Weblogic Application Server
On Thursday I attended a workshop on Oracle WebLogic 10.3. Unfortunately the labs were mainly about creating some J2EE projects using Weblogic Workshop (which is a packaging of Weblogic addons on Eclipse). Although it was nice, and although I lost time strugling with a VMware image, I was mainly interested in how Weblogic was different from Oracle AS. It was nice to see that, from my perspective, Eclipse and JDeveloper are more or less the same in user-experience and functionally. Eclipse looks nice and I was pleased to have somewhat the same user-experience I have with JDeveloper. Of course this is a matter of taste, some pure-java-adepts might disagree. The thing is that JDeveloper will be Oracles main J2EE development platform. And that's fine with me.
Regarding Weblogic, I haven't been able to see in what way it's better than Oracle's OC4J. Both support the J2EE and in theory they both should support properly designed J2ee-applications. In fact most of the Oracle Soa products are interchangeable, running on both OC4J and Weblogic. So the differences will be in the way reliability, manageability and grid-functionality are implemented. So I was browsing a little through the html-interface. The labs relied on the starting and stopping of the Weblogic J2EE server from Eclipse. More or less like JDeveloper that is shipped with a standalone OC4J container. I was not too enthousiastic about the web-interface. I couldn't find the particular JSP's and Webservices of my deployed applications (I found the EAR's). In fact I ran into a locking problem between Workshop and the Weblogic web interface.
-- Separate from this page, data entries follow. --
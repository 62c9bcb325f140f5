//! Clipboard seam.

use ats_core::result::AppResult;

/// Destination for copied share URLs.
pub trait Clipboard: Send + Sync {
    /// Place `text` on the clipboard.
    fn copy_text(&self, text: &str) -> AppResult<()>;
}
//! REST backend connection configuration.

use serde::{Deserialize, Serialize};

/// Connection settings for the placement backend that owns link records.
#[derive(Debug, Clone, Serialize, Deserialize)]
pub struct BackendConfig {
    /// Base URL of the REST API, e.g. `https://placement.example.edu/api`.
    #[serde(default = "default_base_url")]
    pub base_url: String,
    /// Bearer access token sent with every request.
    #[serde(default)]
    pub access_token: Option<String>,
    /// Request timeout in seconds.
    #[serde(default = "default_request_timeout")]
    pub request_timeout_seconds: u64,
    /// Field naming the backend expects in request bodies.
    #[serde(default)]
    pub request_casing: BodyCasing,
}

/// Key casing of JSON request bodies.
///
/// Responses are always accepted in snake_case.
#[derive(Debug, Clone, Copy, Default, PartialEq, Eq, Serialize, Deserialize)]
pub enum BodyCasing {
    /// `permission_level`, `expires_in_days`
    #[default]
    #[serde(rename = "snake_case")]
    SnakeCase,
    /// `permissionLevel`, `expiresInDays`
    #[serde(rename = "camelCase")]
    CamelCase,
}

impl Default for BackendConfig {
    fn default() -> Self {
        Self {
            base_url: default_base_url(),
            access_token: None,
            request_timeout_seconds: default_request_timeout(),
            request_casing: BodyCasing::default(),
        }
    }
}

fn default_base_url() -> String {
    "http://localhost:8000/api".to_string()
}

fn default_request_timeout() -> u64 {
    30
}
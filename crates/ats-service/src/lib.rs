//! # ats-service
//!
//! Business logic for shareable applicant-tracking links: resolving the
//! active link for a scope, creating and updating links against the
//! backend, and holding the per-scope share state a UI displays.

pub mod error;
pub mod link;
pub mod share;

pub use error::LinkError;
pub use link::{EnsureOutcome, LinkController, LinkListing, ListingStatus, resolve_active_link};
pub use share::{Clipboard, ShareSession};
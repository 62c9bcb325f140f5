//! Per-scope share state held by the presenting layer.

pub mod clipboard;
pub mod session;

pub use clipboard::Clipboard;
pub use session::ShareSession;
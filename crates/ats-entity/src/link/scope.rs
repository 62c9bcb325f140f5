//! Link scope: the whole board or one job.

use std::fmt;
use std::str::FromStr;

use serde::{Deserialize, Deserializer, Serialize, Serializer};

use super::id::JobId;

const GLOBAL: &str = "global";

/// Access boundary of a shareable link.
#[derive(Debug, Clone, Copy, PartialEq, Eq, Hash)]
pub enum LinkScope {
    /// All jobs.
    Global,
    /// A single job posting.
    Job(JobId),
}

impl LinkScope {
    /// Return the job id for job-scoped links.
    pub fn job_id(&self) -> Option<JobId> {
        match self {
            Self::Global => None,
            Self::Job(id) => Some(*id),
        }
    }

    /// Build a scope from an optional job id; `None` means global.
    pub fn from_job(job: Option<JobId>) -> Self {
        job.map_or(Self::Global, Self::Job)
    }

    /// Value used for the `scope` query parameter.
    pub fn query_value(&self) -> String {
        self.to_string()
    }
}

impl fmt::Display for LinkScope {
    fn fmt(&self, f: &mut fmt::Formatter<'_>) -> fmt::Result {
        match self {
            Self::Global => write!(f, "{GLOBAL}"),
            Self::Job(id) => write!(f, "{id}"),
        }
    }
}

impl FromStr for LinkScope {
    type Err = std::num::ParseIntError;

    fn from_str(s: &str) -> Result<Self, Self::Err> {
        if s.trim().eq_ignore_ascii_case(GLOBAL) {
            return Ok(Self::Global);
        }
        s.parse::<JobId>().map(Self::Job)
    }
}

impl Serialize for LinkScope {
    fn serialize<S: Serializer>(&self, serializer: S) -> Result<S::Ok, S::Error> {
        match self {
            Self::Global => serializer.serialize_str(GLOBAL),
            Self::Job(id) => id.serialize(serializer),
        }
    }
}

#[derive(Deserialize)]
#[serde(untagged)]
enum RawScope {
    Number(i64),
    Text(String),
}

impl<'de> Deserialize<'de> for LinkScope {
    fn deserialize<D: Deserializer<'de>>(deserializer: D) -> Result<Self, D::Error> {
        match RawScope::deserialize(deserializer)? {
            RawScope::Number(n) => Ok(Self::Job(JobId(n))),
            RawScope::Text(s) if s.trim().is_empty() => Ok(Self::Global),
            RawScope::Text(s) => s
                .parse()
                .map_err(|_| serde::de::Error::custom(format!("invalid link scope '{s}'"))),
        }
    }
}
//! Shareable link entity.

use chrono::{DateTime, Utc};
use serde::{Deserialize, Serialize};

use super::id::LinkId;
use super::scope::LinkScope;
use crate::permission::PermissionLevel;

/// A token-based link granting external access to the applicant board.
#[derive(Debug, Clone, PartialEq, Eq, Serialize, Deserialize)]
#[serde(rename_all = "camelCase")]
pub struct ShareableLink {
    /// Backend-assigned identifier.
    pub id: LinkId,
    /// Secret embedded in the shared URL path.
    pub token: String,
    /// Global or job-specific access boundary.
    pub scope: LinkScope,
    /// Tier granted to whoever holds the link.
    pub permission_level: PermissionLevel,
    /// When the link was created.
    pub created_at: DateTime<Utc>,
    /// When the link stops working (`None` = never).
    pub expires_at: Option<DateTime<Utc>>,
    /// Times the link has been opened, as counted by the backend.
    pub access_count: u64,
    /// Full URL to hand out.
    pub full_url: String,
}

impl ShareableLink {
    /// Check if the link is usable at `now`.
    pub fn is_active_at(&self, now: DateTime<Utc>) -> bool {
        match self.expires_at {
            Some(expires_at) => expires_at > now,
            None => true,
        }
    }

    /// Check if the link is currently usable.
    pub fn is_active(&self) -> bool {
        self.is_active_at(Utc::now())
    }

    /// Check if the link belongs to exactly this scope.
    pub fn in_scope(&self, scope: &LinkScope) -> bool {
        self.scope == *scope
    }
}

/// Build the public URL for a token: `{origin}/shared/{token}`.
pub fn derive_full_url(origin: &str, token: &str) -> String {
    format!("{}/shared/{}", origin.trim_end_matches('/'), token)
}
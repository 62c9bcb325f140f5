//! Lenient timestamp decoding for backend payloads.
//!
//! The backend is not consistent about timestamp formats: most fields are
//! RFC 3339, but some serializers emit naive date-times or bare dates.
//! Naive values are taken as UTC; bare dates as UTC midnight.

use chrono::{DateTime, NaiveDate, NaiveDateTime, Utc};
use serde::{Deserialize, Deserializer};

const NAIVE_FORMATS: [&str; 2] = ["%Y-%m-%dT%H:%M:%S%.f", "%Y-%m-%d %H:%M:%S%.f"];

/// Parse a backend timestamp string.
pub fn parse(raw: &str) -> Option<DateTime<Utc>> {
    let raw = raw.trim();
    if let Ok(ts) = DateTime::parse_from_rfc3339(raw) {
        return Some(ts.with_timezone(&Utc));
    }
    for format in NAIVE_FORMATS {
        if let Ok(naive) = NaiveDateTime::parse_from_str(raw, format) {
            return Some(naive.and_utc());
        }
    }
    NaiveDate::parse_from_str(raw, "%Y-%m-%d")
        .ok()
        .and_then(|date| date.and_hms_opt(0, 0, 0))
        .map(|naive| naive.and_utc())
}

/// Serde adapter for a required timestamp.
pub fn deserialize<'de, D>(deserializer: D) -> Result<DateTime<Utc>, D::Error>
where
    D: Deserializer<'de>,
{
    let raw = String::deserialize(deserializer)?;
    parse(&raw).ok_or_else(|| serde::de::Error::custom(format!("invalid timestamp '{raw}'")))
}

/// Serde adapter for an optional timestamp; `null` and `""` mean absent.
pub fn deserialize_opt<'de, D>(deserializer: D) -> Result<Option<DateTime<Utc>>, D::Error>
where
    D: Deserializer<'de>,
{
    match Option::<String>::deserialize(deserializer)? {
        None => Ok(None),
        Some(raw) if raw.trim().is_empty() => Ok(None),
        Some(raw) => parse(&raw)
            .map(Some)
            .ok_or_else(|| serde::de::Error::custom(format!("invalid timestamp '{raw}'"))),
    }
}
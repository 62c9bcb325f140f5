//! Shareable link lifecycle: list, ensure, update permission.

use std::sync::Arc;

use chrono::{DateTime, Utc};
use tracing::{info, warn};

use ats_client::LinkBackend;
use ats_core::config::share::ShareConfig;
use ats_core::error::AppError;
use ats_entity::link::{CreateLinkRequest, LinkPatch, LinkScope, ShareableLink};
use ats_entity::permission::PermissionLevel;

use super::resolver::resolve_active_link;
use crate::error::LinkError;

/// Whether a background listing reached the backend.
#[derive(Debug, Clone, Copy, PartialEq, Eq)]
pub enum ListingStatus {
    /// The backend answered and the links are current.
    Fresh,
    /// The backend could not be read; treat as "no link known".
    Unavailable,
}

/// Result of a background listing. Never an error.
#[derive(Debug, Clone, PartialEq, Eq)]
pub struct LinkListing {
    /// Normalized links (empty when unavailable).
    pub links: Vec<ShareableLink>,
    /// Whether the listing reflects the backend.
    pub status: ListingStatus,
}

impl LinkListing {
    fn unavailable() -> Self {
        Self {
            links: Vec::new(),
            status: ListingStatus::Unavailable,
        }
    }

    /// Check if the backend answered.
    pub fn is_available(&self) -> bool {
        self.status == ListingStatus::Fresh
    }

    /// Resolve the active link for `scope` among the listed links.
    pub fn active_for(&self, scope: &LinkScope, now: DateTime<Utc>) -> Option<&ShareableLink> {
        resolve_active_link(scope, &self.links, now)
    }

    /// Consume the listing, keeping only the links.
    pub fn into_links(self) -> Vec<ShareableLink> {
        self.links
    }
}

/// Outcome of [`LinkController::ensure_link`].
#[derive(Debug, Clone, PartialEq, Eq)]
pub enum EnsureOutcome {
    /// An active link already existed; nothing was created.
    Existing(ShareableLink),
    /// A new link was created.
    Created(ShareableLink),
}

impl EnsureOutcome {
    /// The link to display, whichever way it was obtained.
    pub fn link(&self) -> &ShareableLink {
        match self {
            Self::Existing(link) | Self::Created(link) => link,
        }
    }

    /// Consume the outcome, returning the link.
    pub fn into_link(self) -> ShareableLink {
        match self {
            Self::Existing(link) | Self::Created(link) => link,
        }
    }

    /// True when creation was skipped because a link already existed.
    pub fn is_duplicate(&self) -> bool {
        matches!(self, Self::Existing(_))
    }
}

/// Stateless orchestration of link operations against the backend.
///
/// Holds no link state of its own; callers pass the links they know about
/// or let the controller list them.
#[derive(Debug, Clone)]
pub struct LinkController {
    /// Backend owning link records.
    backend: Arc<dyn LinkBackend>,
    /// Origin for derived URLs.
    origin: String,
    /// Lifetime requested for new links.
    expiry_days: u32,
}

impl LinkController {
    /// Creates a new link controller.
    pub fn new(backend: Arc<dyn LinkBackend>, config: &ShareConfig) -> Self {
        Self {
            backend,
            origin: config.origin.clone(),
            expiry_days: config.default_expiry_days,
        }
    }

    /// Lifetime requested for newly created links.
    pub fn expiry_days(&self) -> u32 {
        self.expiry_days
    }

    /// Lists links, degrading to an unavailable listing on any failure.
    pub async fn list_links(&self, scope: Option<&LinkScope>) -> LinkListing {
        let response = match self.backend.list_links(scope).await {
            Ok(response) => response,
            Err(e) => {
                warn!(scope = ?scope.map(ToString::to_string), error = %e, "Link listing unavailable");
                return LinkListing::unavailable();
            }
        };

        match response.into_links(&self.origin) {
            Ok(links) => LinkListing {
                links,
                status: ListingStatus::Fresh,
            },
            Err(e) => {
                warn!(error = %e, "Link listing contained an invalid record");
                LinkListing::unavailable()
            }
        }
    }

    /// Returns the active link for `scope`, creating one only if none exists.
    pub async fn ensure_link(
        &self,
        scope: LinkScope,
        requested: PermissionLevel,
    ) -> Result<EnsureOutcome, LinkError> {
        let listing = self.list_links(Some(&scope)).await;
        self.ensure_link_among(scope, requested, &listing.links, Utc::now())
            .await
    }

    /// Like [`ensure_link`](Self::ensure_link) over an explicitly known link list.
    pub async fn ensure_link_among(
        &self,
        scope: LinkScope,
        requested: PermissionLevel,
        known: &[ShareableLink],
        now: DateTime<Utc>,
    ) -> Result<EnsureOutcome, LinkError> {
        if let Some(existing) = resolve_active_link(&scope, known, now) {
            info!(
                link_id = %existing.id,
                scope = %scope,
                "Active link already exists, skipping creation"
            );
            return Ok(EnsureOutcome::Existing(existing.clone()));
        }

        let request = CreateLinkRequest {
            scope,
            permission_level: requested,
            expires_in_days: self.expiry_days,
        };

        let record = self
            .backend
            .create_link(&request)
            .await
            .map_err(LinkError::LinkCreationFailed)?;

        let link = record
            .into_link(&self.origin)
            .map_err(|e| LinkError::LinkCreationFailed(e.into()))?;

        info!(
            link_id = %link.id,
            scope = %link.scope,
            permission = %link.permission_level,
            "Shareable link created"
        );

        Ok(EnsureOutcome::Created(link))
    }

    /// Changes the tier of `current`, keeping its token.
    pub async fn update_permission(
        &self,
        current: &ShareableLink,
        level: PermissionLevel,
    ) -> Result<ShareableLink, LinkError> {
        let patch = self
            .backend
            .update_permission(&current.id, level)
            .await
            .map_err(LinkError::PermissionUpdateFailed)?;

        let updated = apply_patch(current, level, patch).map_err(LinkError::PermissionUpdateFailed)?;

        info!(
            link_id = %updated.id,
            from = %current.permission_level,
            to = %updated.permission_level,
            "Link permission updated"
        );

        Ok(updated)
    }
}

/// Overlay the fields the backend sent back onto the known record.
///
/// The tier falls back to the requested one when the backend is silent.
/// The token is never replaced.
fn apply_patch(
    current: &ShareableLink,
    requested: PermissionLevel,
    patch: LinkPatch,
) -> Result<ShareableLink, AppError> {
    let permission_level = match patch.permission_level {
        Some(raw) => raw.parse::<PermissionLevel>()?,
        None => requested,
    };

    if let Some(token) = patch.token.as_deref() {
        if token != current.token {
            warn!(link_id = %current.id, "Backend returned a different token on update, keeping the original");
        }
    }

    let mut updated = current.clone();
    updated.permission_level = permission_level;
    if let Some(created_at) = patch.created_at {
        updated.created_at = created_at;
    }
    if let Some(expires_at) = patch.expires_at {
        updated.expires_at = expires_at;
    }
    if let Some(access_count) = patch.access_count {
        updated.access_count = access_count;
    }
    if let Some(full_url) = patch.full_url.filter(|url| !url.trim().is_empty()) {
        updated.full_url = full_url;
    }
    Ok(updated)
}
//! Active link resolution.

use chrono::{DateTime, Utc};

use ats_entity::link::{LinkScope, ShareableLink};

/// Pick the link an admin should see for `scope` at `now`.
///
/// Only links in exactly this scope are considered; a global link never
/// stands in for a job and vice versa. Expired links are skipped. Among
/// the rest the newest `created_at` wins, then the highest id.
pub fn resolve_active_link<'a>(
    scope: &LinkScope,
    links: &'a [ShareableLink],
    now: DateTime<Utc>,
) -> Option<&'a ShareableLink> {
    links
        .iter()
        .filter(|link| link.in_scope(scope))
        .filter(|link| link.is_active_at(now))
        .max_by(|a, b| {
            a.created_at
                .cmp(&b.created_at)
                .then_with(|| a.id.cmp(&b.id))
        })
}
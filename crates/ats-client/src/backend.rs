//! Link backend trait.

use async_trait::async_trait;

use ats_core::result::AppResult;
use ats_entity::link::{CreateLinkRequest, LinkId, LinkListResponse, LinkPatch, LinkRecord, LinkScope};
use ats_entity::permission::PermissionLevel;

/// Operations the backend exposes for shareable links.
///
/// Implementations return raw wire shapes; normalization into
/// `ShareableLink` happens in the service layer. No implementation is
/// expected to retry: a failed call is reported once.
#[async_trait]
pub trait LinkBackend: Send + Sync + std::fmt::Debug + 'static {
    /// List links, optionally restricted to a scope.
    async fn list_links(&self, scope: Option<&LinkScope>) -> AppResult<LinkListResponse>;

    /// Create a link.
    async fn create_link(&self, request: &CreateLinkRequest) -> AppResult<LinkRecord>;

    /// Change the tier of an existing link.
    ///
    /// Backends that answer without a body yield an empty patch.
    async fn update_permission(&self, id: &LinkId, level: PermissionLevel)
    -> AppResult<LinkPatch>;
}
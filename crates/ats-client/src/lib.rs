//! # ats-client
//!
//! Access to the placement backend that owns shareable link records.
//! [`LinkBackend`] is the seam the service layer depends on;
//! [`HttpLinkBackend`] is the production implementation over REST.

pub mod backend;
pub mod http;

pub use backend::LinkBackend;
pub use http::HttpLinkBackend;
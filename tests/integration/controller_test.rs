//! Integration tests for the link lifecycle controller.

mod helpers;

use std::sync::atomic::Ordering;

use chrono::{Duration, TimeZone, Utc};
use serde_json::json;

use ats_core::error::{AppError, ErrorKind};
use ats_entity::link::{CreateLinkRequest, JobId, LinkId, LinkScope};
use ats_entity::permission::PermissionLevel;
use ats_service::{EnsureOutcome, LinkError, ListingStatus};

use helpers::{FakeBackend, ORIGIN, active_global, controller, record};

#[tokio::test]
async fn test_list_shapes_normalize_to_same_links() {
    let records = json!([active_global(1), record(2, json!(42), "EDIT", Utc::now(), None)]);
    let shapes = [
        records.clone(),
        json!({ "count": 2, "results": records.clone() }),
        json!({ "results": { "count": 2, "results": records.clone() } }),
    ];

    let mut listings = Vec::new();
    for body in shapes {
        let listing = controller(FakeBackend::with_list(body)).list_links(None).await;
        assert_eq!(listing.status, ListingStatus::Fresh);
        listings.push(listing.links);
    }
    assert_eq!(listings[0].len(), 2);
    assert_eq!(listings[0], listings[1]);
    assert_eq!(listings[0], listings[2]);
}

#[tokio::test]
async fn test_list_failure_degrades_silently() {
    let listing = controller(FakeBackend::unreachable()).list_links(None).await;
    assert_eq!(listing.status, ListingStatus::Unavailable);
    assert!(listing.links.is_empty());
}

#[tokio::test]
async fn test_list_with_unknown_tier_degrades() {
    let body = json!([record(1, json!("global"), "OWNER", Utc::now(), None)]);
    let listing = controller(FakeBackend::with_list(body)).list_links(None).await;
    assert!(!listing.is_available());
}

#[tokio::test]
async fn test_list_passes_scope_through() {
    let backend = FakeBackend::with_list(json!([]));
    controller(backend.clone())
        .list_links(Some(&LinkScope::Job(JobId(42))))
        .await;
    assert_eq!(
        backend.list_scopes.lock().unwrap().as_slice(),
        &[Some(LinkScope::Job(JobId(42)))]
    );
}

#[tokio::test]
async fn test_ensure_returns_existing_without_creating() {
    let backend = FakeBackend::with_list(json!({ "results": [active_global(7)] }));
    let outcome = controller(backend.clone())
        .ensure_link(LinkScope::Global, PermissionLevel::Full)
        .await
        .unwrap();

    assert!(outcome.is_duplicate());
    assert_eq!(outcome.link().id, LinkId::from(7));
    assert_eq!(outcome.link().permission_level, PermissionLevel::View);
    assert_eq!(backend.create_count(), 0);
}

#[tokio::test]
async fn test_ensure_creates_global_edit_link() {
    let backend = FakeBackend::with_list(json!([]));
    let outcome = controller(backend.clone())
        .ensure_link(LinkScope::Global, PermissionLevel::Edit)
        .await
        .unwrap();

    let creates = backend.creates.lock().unwrap().clone();
    assert_eq!(
        creates,
        vec![CreateLinkRequest {
            scope: LinkScope::Global,
            permission_level: PermissionLevel::Edit,
            expires_in_days: 30,
        }]
    );

    let EnsureOutcome::Created(link) = outcome else {
        panic!("expected a created link");
    };
    assert_eq!(link.permission_level, PermissionLevel::Edit);
    assert_eq!(link.full_url, format!("{ORIGIN}/shared/{}", link.token));
    assert!(link.is_active());
}

#[tokio::test]
async fn test_ensure_ignores_expired_and_other_scopes() {
    let now = Utc::now();
    let body = json!([
        active_global(1),
        record(2, json!(42), "VIEW", now - Duration::days(60), Some(now - Duration::days(30))),
    ]);
    let backend = FakeBackend::with_list(body);
    let outcome = controller(backend.clone())
        .ensure_link(LinkScope::Job(JobId(42)), PermissionLevel::Comment)
        .await
        .unwrap();

    assert!(!outcome.is_duplicate());
    assert_eq!(outcome.link().scope, LinkScope::Job(JobId(42)));
    assert_eq!(backend.create_count(), 1);
}

#[tokio::test]
async fn test_ensure_creates_when_listing_unavailable() {
    let backend = FakeBackend::unreachable();
    let outcome = controller(backend.clone())
        .ensure_link(LinkScope::Global, PermissionLevel::View)
        .await
        .unwrap();
    assert!(matches!(outcome, EnsureOutcome::Created(_)));
}

#[tokio::test]
async fn test_ensure_among_explicit_links() {
    let backend = FakeBackend::with_list(json!([]));
    let ctrl = controller(backend.clone());
    let known = ctrl
        .list_links(None)
        .await
        .into_links();
    assert!(known.is_empty());

    let now = Utc.with_ymd_and_hms(2024, 1, 1, 0, 0, 0).unwrap();
    let stale: Vec<_> = serde_json::from_value::<ats_entity::link::LinkListResponse>(json!([
        record(1, json!("global"), "VIEW", now - Duration::days(400), None),
        record(2, json!(42), "VIEW", now - Duration::days(400), Some(Utc.with_ymd_and_hms(2020, 1, 1, 0, 0, 0).unwrap())),
    ]))
    .unwrap()
    .into_links(ORIGIN)
    .unwrap();

    let outcome = ctrl
        .ensure_link_among(LinkScope::Job(JobId(42)), PermissionLevel::View, &stale, now)
        .await
        .unwrap();
    assert!(!outcome.is_duplicate());

    let outcome = ctrl
        .ensure_link_among(LinkScope::Global, PermissionLevel::View, &stale, now)
        .await
        .unwrap();
    assert!(outcome.is_duplicate());
    assert_eq!(backend.create_count(), 1);
    assert_eq!(backend.list_calls.load(Ordering::SeqCst), 1);
}

#[tokio::test]
async fn test_create_failure_is_typed() {
    let backend = FakeBackend::with_list(json!([]));
    backend.fail_creates(AppError::backend_status(400, "scope is invalid"));

    let err = controller(backend)
        .ensure_link(LinkScope::Global, PermissionLevel::View)
        .await
        .unwrap_err();

    let LinkError::LinkCreationFailed(cause) = &err else {
        panic!("expected LinkCreationFailed, got {err:?}");
    };
    assert_eq!(cause.kind, ErrorKind::Validation);
}

#[tokio::test]
async fn test_update_keeps_token_and_created_at() {
    let backend = FakeBackend::with_list(json!([active_global(5)]));
    let ctrl = controller(backend.clone());
    let before = ctrl.list_links(None).await.into_links().remove(0);

    let after = ctrl
        .update_permission(&before, PermissionLevel::Full)
        .await
        .unwrap();

    assert_eq!(after.permission_level, PermissionLevel::Full);
    assert_eq!(after.token, before.token);
    assert_eq!(after.created_at, before.created_at);
    assert_eq!(after.access_count, before.access_count);
    assert_eq!(
        backend.updates.lock().unwrap().as_slice(),
        &[(LinkId::from(5), PermissionLevel::Full)]
    );
}

#[tokio::test]
async fn test_update_applies_backend_values() {
    let backend = FakeBackend::with_list(json!([active_global(5)]));
    backend.set_update_body(json!({
        "id": 5,
        "token": "tok-5",
        "permission_level": "COMMENT",
        "access_count": 9
    }));
    let ctrl = controller(backend);
    let before = ctrl.list_links(None).await.into_links().remove(0);

    let after = ctrl
        .update_permission(&before, PermissionLevel::Comment)
        .await
        .unwrap();
    assert_eq!(after.permission_level, PermissionLevel::Comment);
    assert_eq!(after.access_count, 9);
    assert_eq!(after.created_at, before.created_at);
}

#[tokio::test]
async fn test_update_failure_is_typed() {
    let backend = FakeBackend::with_list(json!([active_global(5)]));
    backend.fail_updates(AppError::network("timed out"));
    let ctrl = controller(backend);
    let before = ctrl.list_links(None).await.into_links().remove(0);

    let err = ctrl
        .update_permission(&before, PermissionLevel::Edit)
        .await
        .unwrap_err();
    assert!(matches!(err, LinkError::PermissionUpdateFailed(ref cause) if cause.kind == ErrorKind::Network));
}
I'm very curious about the Enterprise Manager integration, the starting and stopping and maintenance of the Weblogic Server. But I think I'll wait until Oracle comes with a Universal Installer that installs SoaSuite11g with a WebLogic Server. Beause I think that's the moment it is interesting for customers that are new to Weblogic too. About the same thing more or less counted for BPEL Process Manager in the past.
Oracle Coherence
The last thing I want to remark from the Soa Partner Forum was the presentation of Dave Chappel about Oracle's Data Grid, implemented by Oracle Coherence. I heard the "expanded" presentation on the OGH meeting in De Meern on monday eavening first. To be honest, I took some time to "land" with me. I understood the principles, but I struggled with the consequeses for the implementation of Services (BPEL PM, ESB, Webservices). But it is a very interesting technology. Not at least because it is not only a Data grid but a Compute Grid as well. You can store data (like parse xml-messages) in the grid but also let the Grid perform methods on it. See also the blog of Lucas Jellema on it.
It occurred to me though that it is interesting for pretty specific implementations however. There is quite some custom-building involved. At the moment I think it is primarily interesting when having to do orchestrations with a lot of data enrichment and data-mutation based on business rules using custom services. It would be more interesting in the future when the SoaSuite can be plugged on to Coherence in a way that BPEL PM, ESB and Oracle Rules Engine is using the same data-objects in Coherence. Coherence could be used as a high-available and highly-performant (since in-memory) dehydration store.
All togehter it is a product that you'll going to here a lot more of I ex[ect. Something to watch out for, because it will grow in importance. Especially with an increased integration with the other Oracle products.